I threw on a jacket, grabbed my keys, ran to my car, and grabbed the flashlight. I was soaked and freezing by the time I made it back inside. “I really need a garage,” I thought to myself as I hung my jacket back up and took off my sopping wet socks. I didn’t bother to change; I could do that later. I grabbed the orb, flipped the switch on the flashlight, and shined it through the orb. It cast a sparkling shadow on the wall. I flipped the light off and tried again. Just a sparkling shadow. That couldn’t be all there was to this; it didn’t make any sense.
I flipped the lamp back on and slumped back into my chair. I was missing something, I had to be, but what? I had never managed to get anything out of the orb, and the light did cast an indistinct sparkly shadow. Granted, that could mean literally nothing.
I held up the orb in front of my face and glared at it, “what am I missing?” I demanded. “Talking to inanimate objects, yep, I’ve lost it,” I mumbled, throwing my head back into the chair.
The sun is bright, like, blind people bright. I didn’t have anything brighter than the flashlight though. I kept rolling this thought over in my mind.
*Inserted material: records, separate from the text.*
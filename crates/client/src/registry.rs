//! Logical endpoint names → upstream paths.

use crate::operation::Operation;
use etims_types::{EtimsError, Result};
use std::collections::HashMap;

/// Which header set an endpoint receives.
#[derive(Debug, Clone, Copy, PartialEq, Eq)]
pub enum EndpointKind {
    /// Device initialization: authorization headers only.
    Initialization,
    /// Every other operation: authorization plus business identity headers.
    Business,
}

#[derive(Debug, Clone, PartialEq, Eq)]
pub struct Endpoint {
    pub name: String,
    /// Path relative to the API base URL, with a leading `/`.
    pub path: String,
    pub kind: EndpointKind,
}

impl Endpoint {
    pub fn new(name: impl Into<String>, path: impl Into<String>, kind: EndpointKind) -> Self {
        Self {
            name: name.into(),
            path: path.into(),
            kind,
        }
    }
}

/// Lookup table from logical names to endpoints.
///
/// Keys are always logical names; passing a path is rejected so callers
/// cannot bypass the table.
#[derive(Debug, Clone, Default)]
pub struct EndpointRegistry {
    entries: HashMap<String, Endpoint>,
}

impl EndpointRegistry {
    #[must_use]
    pub fn new(endpoints: impl IntoIterator<Item = Endpoint>) -> Self {
        Self {
            entries: endpoints
                .into_iter()
                .map(|e| (e.name.clone(), e))
                .collect(),
        }
    }

    /// The OSCU table: one endpoint per [`Operation`], path `/{name}`.
    #[must_use]
    pub fn oscu() -> Self {
        Self::new(Operation::all().iter().map(|op| {
            let kind = if *op == Operation::SelectInitOsdcInfo {
                EndpointKind::Initialization
            } else {
                EndpointKind::Business
            };
            Endpoint::new(op.name(), format!("/{}", op.name()), kind)
        }))
    }

    /// # Errors
    ///
    /// Returns [`EtimsError::Config`] if `name` looks like a path or is not registered.
    pub fn resolve(&self, name: &str) -> Result<&Endpoint> {
        if name.starts_with('/') {
            return Err(EtimsError::Config(format!(
                "endpoint key expected, path given [{name}]"
            )));
        }
        self.entries
            .get(name)
            .ok_or_else(|| EtimsError::Config(format!("endpoint [{name}] not configured")))
    }

    /// Registered endpoints, sorted by name.
    #[must_use]
    pub fn endpoints(&self) -> Vec<&Endpoint> {
        let mut all: Vec<_> = self.entries.values().collect();
        all.sort_by(|a, b| a.name.cmp(&b.name));
        all
    }

    #[must_use]
    pub fn len(&self) -> usize {
        self.entries.len()
    }

    #[must_use]
    pub fn is_empty(&self) -> bool {
        self.entries.is_empty()
    }
}
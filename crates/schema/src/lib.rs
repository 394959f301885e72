//! Pre-flight validation of outbound eTIMS payloads.
//!
//! A [`Schema`] is an ordered list of [`FieldRule`]s, each a chain of
//! [`Check`]s. The [`Validator`] walks a JSON payload against a named schema
//! and reports every violated field at once, keyed by its path
//! (`receipt.custTin`, `itemList[2].qty`).

pub mod name;
pub mod rule;
pub mod schemas;
pub mod validator;

pub use name::SchemaName;
pub use rule::{Check, FieldRule, Schema};
pub use validator::Validator;
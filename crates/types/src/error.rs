//! Unified error type for the etims workspace.

use serde_json::Value;
use std::collections::BTreeMap;
use std::fmt;
use thiserror::Error;

/// Enumerates all error kinds a caller of the eTIMS client can observe.
#[derive(Debug, Error)]
pub enum EtimsError {
    /// One or more payload fields violated their rules. The payload was never sent.
    #[error("validation failed: {0}")]
    Validation(ValidationErrors),

    /// Missing credentials, unknown operation or schema, or a raw path passed
    /// where a logical endpoint name was expected.
    #[error("configuration error: {0}")]
    Config(String),

    /// A token could not be obtained, or the upstream rejected it after the retry.
    #[error("authentication error: {0}")]
    Auth(String),

    /// Connection, timeout or TLS failure. Never retried.
    #[error("transport error: {0}")]
    Transport(String),

    /// The token cache could not be written or cleared.
    #[error("token cache error: {0}")]
    Storage(String),

    /// The upstream answered with a failing HTTP status or a non-success result code.
    #[error("{class} error ({}): {message}", .result_code.as_deref().unwrap_or("-"))]
    Api {
        class: ApiErrorClass,
        status: u16,
        result_code: Option<String>,
        message: String,
        body: Option<Value>,
    },

    /// JSON serialization or deserialization error.
    #[error("serialization error: {0}")]
    Serialization(#[from] serde_json::Error),
}

// ── Feature-gated From impls ──────────────────────────────────────────────────

#[cfg(feature = "reqwest")]
impl From<reqwest::Error> for EtimsError {
    fn from(e: reqwest::Error) -> Self {
        Self::Transport(e.to_string())
    }
}

impl From<ValidationErrors> for EtimsError {
    fn from(e: ValidationErrors) -> Self {
        Self::Validation(e)
    }
}

impl EtimsError {
    /// Upstream business result code carried by an [`EtimsError::Api`], if any.
    #[must_use]
    pub fn result_code(&self) -> Option<&str> {
        match self {
            Self::Api { result_code, .. } => result_code.as_deref(),
            _ => None,
        }
    }

    /// Classification of an [`EtimsError::Api`].
    #[must_use]
    pub fn api_class(&self) -> Option<ApiErrorClass> {
        match self {
            Self::Api { class, .. } => Some(*class),
            _ => None,
        }
    }

    /// HTTP-ish status associated with the error, if it came from the upstream.
    #[must_use]
    pub fn status(&self) -> Option<u16> {
        match self {
            Self::Api { status, .. } => Some(*status),
            _ => None,
        }
    }

    /// Returns `true` if the error was raised before any network attempt.
    #[must_use]
    pub fn is_pre_flight(&self) -> bool {
        matches!(self, Self::Validation(_) | Self::Config(_))
    }
}

/// Which side of the exchange an [`EtimsError::Api`] is attributed to.
#[derive(Debug, Clone, Copy, PartialEq, Eq)]
pub enum ApiErrorClass {
    /// Non-2xx HTTP status (fault envelope or raw body).
    Http,
    /// Result codes `"891"` through `"899"`.
    Client,
    /// Result codes `"900"` and above.
    Server,
    /// Any other non-success result code.
    Business,
}

impl fmt::Display for ApiErrorClass {
    fn fmt(&self, f: &mut fmt::Formatter<'_>) -> fmt::Result {
        match self {
            Self::Http => write!(f, "http"),
            Self::Client => write!(f, "client"),
            Self::Server => write!(f, "server"),
            Self::Business => write!(f, "business"),
        }
    }
}

/// Field-path → message map collected across a whole payload.
///
/// Paths use dots for nested objects and brackets for list elements,
/// e.g. `receipt.custTin` or `itemList[2].qty`.
#[derive(Debug, Clone, Default, PartialEq, Eq)]
pub struct ValidationErrors {
    fields: BTreeMap<String, String>,
}

impl ValidationErrors {
    #[must_use]
    pub fn new() -> Self {
        Self::default()
    }

    /// Records a violation. A field keeps its first message.
    pub fn add(&mut self, path: impl Into<String>, message: impl Into<String>) {
        self.fields.entry(path.into()).or_insert_with(|| message.into());
    }

    #[must_use]
    pub fn is_empty(&self) -> bool {
        self.fields.is_empty()
    }

    #[must_use]
    pub fn len(&self) -> usize {
        self.fields.len()
    }

    #[must_use]
    pub fn get(&self, path: &str) -> Option<&str> {
        self.fields.get(path).map(String::as_str)
    }

    #[must_use]
    pub fn contains(&self, path: &str) -> bool {
        self.fields.contains_key(path)
    }

    /// Iterates violations ordered by field path.
    pub fn iter(&self) -> impl Iterator<Item = (&str, &str)> {
        self.fields.iter().map(|(k, v)| (k.as_str(), v.as_str()))
    }

    #[must_use]
    pub fn into_map(self) -> BTreeMap<String, String> {
        self.fields
    }
}

impl fmt::Display for ValidationErrors {
    fn fmt(&self, f: &mut fmt::Formatter<'_>) -> fmt::Result {
        write!(f, "{} field(s) rejected", self.fields.len())?;
        for (i, (path, msg)) in self.fields.iter().enumerate() {
            let sep = if i == 0 { ": " } else { "; " };
            write!(f, "{sep}{path} {msg}")?;
        }
        Ok(())
    }
}

/// Convenience alias used throughout the workspace.
pub type Result<T> = std::result::Result<T, EtimsError>;
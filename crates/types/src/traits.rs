//! Async traits shared across etims crates.
//!
//! Cross-crate seams live here so that higher layers depend only on
//! `etims-types`, not on each other.

use crate::{CachedToken, Environment};
use async_trait::async_trait;

pub use crate::error::Result;

/// Durable home of the bearer token, keyed by environment.
///
/// Reads are optimistic: implementations report a missing, unreadable or
/// corrupt record as `None` rather than an error.
#[async_trait]
pub trait TokenCache: Send + Sync {
    /// Load the cached token for `env`, if one is present and decodable.
    async fn load(&self, env: Environment) -> Option<CachedToken>;
    /// Persist `token` for `env`, overwriting any prior record.
    async fn store(&self, env: Environment, token: &CachedToken) -> Result<()>;
    /// Drop the record for `env`. Removing an absent record is not an error.
    async fn clear(&self, env: Environment) -> Result<()>;
}
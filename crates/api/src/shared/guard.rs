use chrono::{DateTime, Utc};
use reward_scheduler_domain::{EventStatus, ACTIVE_UPCOMING_STATUSES, ID};
use reward_scheduler_infra::Context;

/// Why a candidate event cannot become active upcoming: another event for
/// the same (profile, event config) pair already is.
#[derive(Debug, Clone, PartialEq)]
pub struct UpcomingConflict {
    pub event_config_id: ID,
    pub blocking_event_id: ID,
}

/// Checks the one-active-upcoming-event invariant before a mutation is
/// persisted. A no-op unless the candidate would itself be active
/// upcoming (status SCHEDULED or RESCHEDULED and a future `scheduled_at`).
/// When editing an existing event, pass its id so it does not conflict
/// with itself.
///
/// This is a check-then-act guard and can race with a concurrent
/// mutation; the event store enforces the same invariant atomically as a
/// backstop.
pub async fn assert_upcoming_unique(
    ctx: &Context,
    profile_id: &ID,
    event_config_id: &ID,
    candidate_status: EventStatus,
    candidate_scheduled_at: DateTime<Utc>,
    exclude_event_id: Option<&ID>,
    now: DateTime<Utc>,
) -> Result<(), UpcomingConflict> {
    if !ACTIVE_UPCOMING_STATUSES.contains(&candidate_status) || candidate_scheduled_at <= now {
        return Ok(());
    }

    match ctx
        .repos
        .events
        .find_active_upcoming(profile_id, event_config_id, now, exclude_event_id)
        .await
    {
        Some(blocking) => Err(UpcomingConflict {
            event_config_id: event_config_id.clone(),
            blocking_event_id: blocking.id,
        }),
        None => Ok(()),
    }
}
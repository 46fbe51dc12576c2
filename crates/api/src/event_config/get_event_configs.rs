use crate::error::ApiError;
use crate::shared::usecase::{execute, UseCase};
use actix_web::{web, HttpResponse};
use reward_scheduler_domain::{EventConfig, ID};
use reward_scheduler_infra::Context;
use serde::Deserialize;

#[derive(Debug, Deserialize)]
pub struct PathParams {
    pub profile_id: ID,
}

pub async fn get_event_configs_controller(
    path_params: web::Path<PathParams>,
    ctx: web::Data<Context>,
) -> Result<HttpResponse, ApiError> {
    let usecase = GetEventConfigsUseCase {
        profile_id: path_params.profile_id.clone(),
    };

    execute(usecase, &ctx)
        .await
        .map(|configs| HttpResponse::Ok().json(configs))
        .map_err(|e| match e {
            UseCaseErrors::NotFound(profile_id) => ApiError::NotFound(format!(
                "The profile with id: {}, was not found.",
                profile_id
            )),
        })
}

#[derive(Debug)]
pub struct GetEventConfigsUseCase {
    pub profile_id: ID,
}

#[derive(Debug)]
pub enum UseCaseErrors {
    NotFound(ID),
}

#[async_trait::async_trait(?Send)]
impl UseCase for GetEventConfigsUseCase {
    type Response = Vec<EventConfig>;

    type Errors = UseCaseErrors;

    async fn execute(&mut self, ctx: &Context) -> Result<Self::Response, Self::Errors> {
        if ctx.repos.profiles.find(&self.profile_id).await.is_none() {
            return Err(UseCaseErrors::NotFound(self.profile_id.clone()));
        }
        Ok(ctx.repos.event_configs.find_by_profile(&self.profile_id).await)
    }
}
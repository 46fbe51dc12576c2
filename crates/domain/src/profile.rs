use crate::shared::entity::{Entity, ID};
use chrono::{DateTime, Utc};
use serde::{Deserialize, Serialize};

/// The owner of event configs, schedule settings and events. Inactive
/// profiles are skipped by the background schedule generator.
#[derive(Debug, Clone, Serialize, Deserialize)]
#[serde(rename_all = "camelCase")]
pub struct Profile {
    pub id: ID,
    pub name: String,
    pub active: bool,
    pub created: DateTime<Utc>,
    pub updated: DateTime<Utc>,
}

impl Entity for Profile {
    fn id(&self) -> &ID {
        &self.id
    }
}

impl Profile {
    pub fn new(name: &str, now: DateTime<Utc>) -> Self {
        Self {
            id: Default::default(),
            name: name.trim().to_string(),
            active: true,
            created: now,
            updated: now,
        }
    }
}
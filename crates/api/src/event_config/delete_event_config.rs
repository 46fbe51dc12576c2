use super::subscribers::{CancelRemindersOnConfigDeleted, NudgeGenerationOnConfigDeleted};
use crate::error::ApiError;
use crate::shared::usecase::{execute, Subscriber, UseCase};
use actix_web::{web, HttpResponse};
use reward_scheduler_domain::{EventConfig, ID};
use reward_scheduler_infra::Context;
use serde::{Deserialize, Serialize};

// Cascade scan bound, far beyond any realistic per-config history
const CASCADE_SCAN_LIMIT: usize = 10_000;

#[derive(Debug, Deserialize)]
pub struct PathParams {
    pub event_config_id: ID,
}

#[derive(Debug, Serialize)]
#[serde(rename_all = "camelCase")]
pub struct DeletedEventConfigResponse {
    pub config: EventConfig,
    pub deleted_event_ids: Vec<ID>,
}

pub async fn delete_event_config_controller(
    path_params: web::Path<PathParams>,
    ctx: web::Data<Context>,
) -> Result<HttpResponse, ApiError> {
    let usecase = DeleteEventConfigUseCase {
        event_config_id: path_params.event_config_id.clone(),
    };

    execute(usecase, &ctx)
        .await
        .map(|res| HttpResponse::Ok().json(res))
        .map_err(|e| match e {
            UseCaseErrors::NotFound(config_id) => ApiError::NotFound(format!(
                "The event config with id: {}, was not found.",
                config_id
            )),
        })
}

/// Hard delete that cascades to every event of the config. The response
/// carries the deleted event ids so the reminder cancellation side effect
/// knows which jobs to sweep.
#[derive(Debug)]
pub struct DeleteEventConfigUseCase {
    pub event_config_id: ID,
}

#[derive(Debug)]
pub enum UseCaseErrors {
    NotFound(ID),
}

#[async_trait::async_trait(?Send)]
impl UseCase for DeleteEventConfigUseCase {
    type Response = DeletedEventConfigResponse;

    type Errors = UseCaseErrors;

    async fn execute(&mut self, ctx: &Context) -> Result<Self::Response, Self::Errors> {
        let config = ctx
            .repos
            .event_configs
            .delete(&self.event_config_id)
            .await
            .ok_or_else(|| UseCaseErrors::NotFound(self.event_config_id.clone()))?;

        let deleted_event_ids = ctx
            .repos
            .events
            .find_recent_by_event_config(&config.profile_id, &config.id, CASCADE_SCAN_LIMIT)
            .await
            .into_iter()
            .map(|event| event.id)
            .collect();
        ctx.repos.events.delete_by_event_config(&config.id).await;

        Ok(DeletedEventConfigResponse {
            config,
            deleted_event_ids,
        })
    }

    fn subscribers() -> Vec<Box<dyn Subscriber<Self>>> {
        vec![
            Box::new(CancelRemindersOnConfigDeleted),
            Box::new(NudgeGenerationOnConfigDeleted),
        ]
    }
}

#[cfg(test)]
mod test {
    use super::*;
    use crate::event::create_event::CreateEventUseCase;
    use crate::event::test_helpers::{setup, TestContext};

    #[actix_web::main]
    #[test]
    async fn deleting_config_cascades_to_its_events() {
        let TestContext {
            ctx,
            profile,
            config,
            ..
        } = setup().await;

        let mut create = CreateEventUseCase {
            profile_id: profile.id.clone(),
            event_config_id: config.id.clone(),
            date: "2030-06-18".into(),
            time: None,
            notes: None,
        };
        let event = create.execute(&ctx).await.unwrap();

        let mut usecase = DeleteEventConfigUseCase {
            event_config_id: config.id.clone(),
        };
        let res = usecase.execute(&ctx).await.unwrap();

        assert_eq!(res.config.id, config.id);
        assert_eq!(res.deleted_event_ids, vec![event.id.clone()]);
        assert!(ctx.repos.event_configs.find(&config.id).await.is_none());
        assert!(ctx.repos.events.find(&event.id).await.is_none());
    }
}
It occurred to me, the sun is also hot and today it was overcast and humid.
I jumped out of the chair and started digging through kitchen cabinets. I wasn’t sure what I needed to do, so I was winging it. I found a pot and a steamer tray that fit on top. I filled the pot with water and put it on the stove, turned the knob to “10” to bring the water to a boil. While I waited, I grabbed the flashlight from the living room.
I carefully set the orb in the steamer tray as the water came to a boil, flipped off the kitchen light, and shined the flashlight through the bulb. I looked at the wall, just a sparkly shadow. I waited for a moment, letting the water temperature continue to rise as I stared at the wall. The small flickering sparkles started to grow larger and shine more steadily. From the corner of my eye, I noticed the orb was glowing dark orange. I waited with bated breath. I don’t know what I was waiting to see happen. I turned off the flashlight and the orb glowed on, but nothing more happened.
“Damn it,” I grumbled, staring at the orb glowing in the steam rising around it. “f**k it.” I stormed off into the living room, turned off the light, and flipped the switch for the gas fireplace, it immediately roared to life.
I went back into the kitchen and turned off the stove. I grabbed a kitchen towel and carefully picked up the orb. This would either work, or I was about to destroy the only clue Luciana had given me.
I kneeled down in front of the fire and sat the orb down directly into the flames, as carefully as I could without getting burnt. It rolled over the ceramic logs before it finally stopped, nestled between two of the decorative pieces. It glowed again almost immediately, but this time it grew brighter and brighter. I watched intently as the orb turned from almost clear to orange to gold and finally to the brightest white. It hurt my eyes to look directly into it, but I didn’t dare turn away. When it seemed like it couldn’t possibly get any brighter, I heard a musical voice coming from the glowing orb.
“Daughter of the sleepwalkers, please, hear my cries. This king is not who he claims to be. The true king, and my daughter, are being held prisoner by the imposter. He seeks to destroy all worlds. He has weakened me and my people, child. Our men are riddled with the bleeding disease and the women are losing fertility, but they naïvely press on denying themselves the one thing that could save them. He has ripped away our heritage and destroyed our faith in our brothers and sisters. Only you can set the fae people free. You must seek the truth, daughter of the sleepwalkers.”
“Holy s**t!” I breathed as the voice and the glowing ceased, leaving me sitting in my dark living room, firelight dancing gently across the walls.